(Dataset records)
######
use async_trait::async_trait;
use std::collections::{BTreeMap, BTreeSet};
use std::path::{Path, PathBuf};
use tokio::fs;
use uuid::Uuid;

use crate::config::StorageConfig;

use super::error::StorageError;
use super::{SnapshotRecord, SnapshotRef, SnapshotStore, TimeRange};

const REF_SUFFIX: &str = ".ref.json";

/// File-based snapshot storage.
///
/// ```text
/// .kubegraph/snapshots/
///   {snapshot-id}.json       # full SnapshotRecord
///   {snapshot-id}.ref.json   # SnapshotRef used for listing
/// ```
///
/// Files are written to a temporary name and renamed into place, the record
/// before its ref. Listing reads only the ref files; a record without one is
/// read in full instead. After each save the oldest snapshots beyond
/// `max_snapshots` are removed.
#[derive(Debug, Clone)]
pub struct FileSnapshotStore {
    dir: PathBuf,
    max_snapshots: usize,
}

impl FileSnapshotStore {
    pub fn new(dir: impl Into<PathBuf>, max_snapshots: usize) -> Self {
        Self {
            dir: dir.into(),
            max_snapshots,
        }
    }

    pub fn with_config(config: &StorageConfig) -> Self {
        Self::new(config.snapshots_path(), config.max_snapshots)
    }

    pub fn dir(&self) -> &Path {
        &self.dir
    }

    fn record_file(&self, id: Uuid) -> PathBuf {
        self.dir.join(format!("{}.json", id))
    }

    fn ref_file(&self, id: Uuid) -> PathBuf {
        self.dir.join(format!("{}{}", id, REF_SUFFIX))
    }

    async fn ensure_dir(&self) -> Result<(), StorageError> {
        fs::create_dir_all(&self.dir)
            .await
            .map_err(|e| StorageError::io(&self.dir, e))
    }

    async fn read_record(path: &Path) -> Result<SnapshotRecord, StorageError> {
        let json = fs::read(path).await.map_err(|e| StorageError::io(path, e))?;
        Ok(serde_json::from_slice(&json)?)
    }

    async fn read_ref(path: &Path) -> Result<SnapshotRef, StorageError> {
        let json = fs::read(path).await.map_err(|e| StorageError::io(path, e))?;
        Ok(serde_json::from_slice(&json)?)
    }

    async fn write_atomic(&self, path: &Path, json: Vec<u8>) -> Result<(), StorageError> {
        let name = path.file_name().and_then(|n| n.to_str()).unwrap_or("snapshot");
        let tmp = self.dir.join(format!(".{}.tmp", name));
        fs::write(&tmp, json).await.map_err(|e| StorageError::io(&tmp, e))?;
        fs::rename(&tmp, path).await.map_err(|e| StorageError::io(path, e))
    }

    /// Every readable record reference, oldest first.
    async fn all_refs(&self) -> Result<Vec<SnapshotRef>, StorageError> {
        if !fs::try_exists(&self.dir).await.unwrap_or(false) {
            return Ok(Vec::new());
        }

        let mut records = BTreeSet::new();
        let mut ref_files = BTreeMap::new();
        let mut entries = fs::read_dir(&self.dir).await.map_err(|e| StorageError::io(&self.dir, e))?;
        while let Some(entry) = entries.next_entry().await.map_err(|e| StorageError::io(&self.dir, e))? {
            let path = entry.path();
            let Some(name) = path.file_name().and_then(|n| n.to_str()) else {
                continue;
            };
            if let Some(stem) = name.strip_suffix(REF_SUFFIX) {
                if let Ok(id) = stem.parse::<Uuid>() {
                    ref_files.insert(id, path.clone());
                }
            } else if let Some(stem) = name.strip_suffix(".json") {
                match stem.parse::<Uuid>() {
                    Ok(id) => {
                        records.insert(id);
                    }
                    Err(_) => tracing::warn!(path = %path.display(), "skipping unreadable snapshot"),
                }
            }
        }

        let mut refs = Vec::with_capacity(records.len());
        for id in records {
            let listed = match ref_files.get(&id) {
                Some(path) => Self::read_ref(path).await,
                None => Err(StorageError::SnapshotNotFound(id)),
            };
            match listed {
                Ok(r) if r.id == id => refs.push(r),
                _ => {
                    let path = self.record_file(id);
                    match Self::read_record(&path).await {
                        Ok(record) => refs.push(record.to_ref()),
                        Err(err) => {
                            tracing::warn!(path = %path.display(), error = %err, "skipping unreadable snapshot");
                        }
                    }
                }
            }
        }

        refs.sort_by(|a, b| (a.timestamp, a.id).cmp(&(b.timestamp, b.id)));
        Ok(refs)
    }

    async fn prune(&self) -> Result<(), StorageError> {
        if self.max_snapshots == 0 {
            return Ok(());
        }
        let refs = self.all_refs().await?;
        let excess = refs.len().saturating_sub(self.max_snapshots);
        for old in refs.into_iter().take(excess) {
            let path = self.record_file(old.id);
            fs::remove_file(&path).await.map_err(|e| StorageError::io(&path, e))?;
            let ref_path = self.ref_file(old.id);
            if let Err(err) = fs::remove_file(&ref_path).await {
                if err.kind() != std::io::ErrorKind::NotFound {
                    return Err(StorageError::io(&ref_path, err));
                }
            }
            tracing::debug!(id = %old.id, "pruned snapshot");
        }
        Ok(())
    }
}

#[async_trait]
impl SnapshotStore for FileSnapshotStore {
    async fn save(&self, record: &SnapshotRecord) -> Result<SnapshotRef, StorageError> {
        self.ensure_dir().await?;

        let reference = record.to_ref();
        self.write_atomic(&self.record_file(record.id), serde_json::to_vec_pretty(record)?)
            .await?;
        self.write_atomic(&self.ref_file(record.id), serde_json::to_vec_pretty(&reference)?)
            .await?;

        tracing::info!(id = %record.id, nodes = record.nodes.len(), edges = record.edges.len(), "persisted snapshot");
        self.prune().await?;
        Ok(reference)
    }

    async fn list(&self, range: TimeRange) -> Result<Vec<SnapshotRef>, StorageError> {
        let refs = self.all_refs().await?;
        Ok(refs.into_iter().filter(|r| range.contains(r.timestamp)).collect())
    }

    async fn load(&self, id: Uuid) -> Result<SnapshotRecord, StorageError> {
        let path = self.record_file(id);
        if !fs::try_exists(&path).await.unwrap_or(false) {
            return Err(StorageError::SnapshotNotFound(id));
        }
        Self::read_record(&path).await
    }
}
######
=== Your assignment ===
Report every line in the data above in which the word "SnapshotNotFound" appears.

=== Response to this exercise ===
                None => Err(StorageError::SnapshotNotFound(id)),
            return Err(StorageError::SnapshotNotFound(id));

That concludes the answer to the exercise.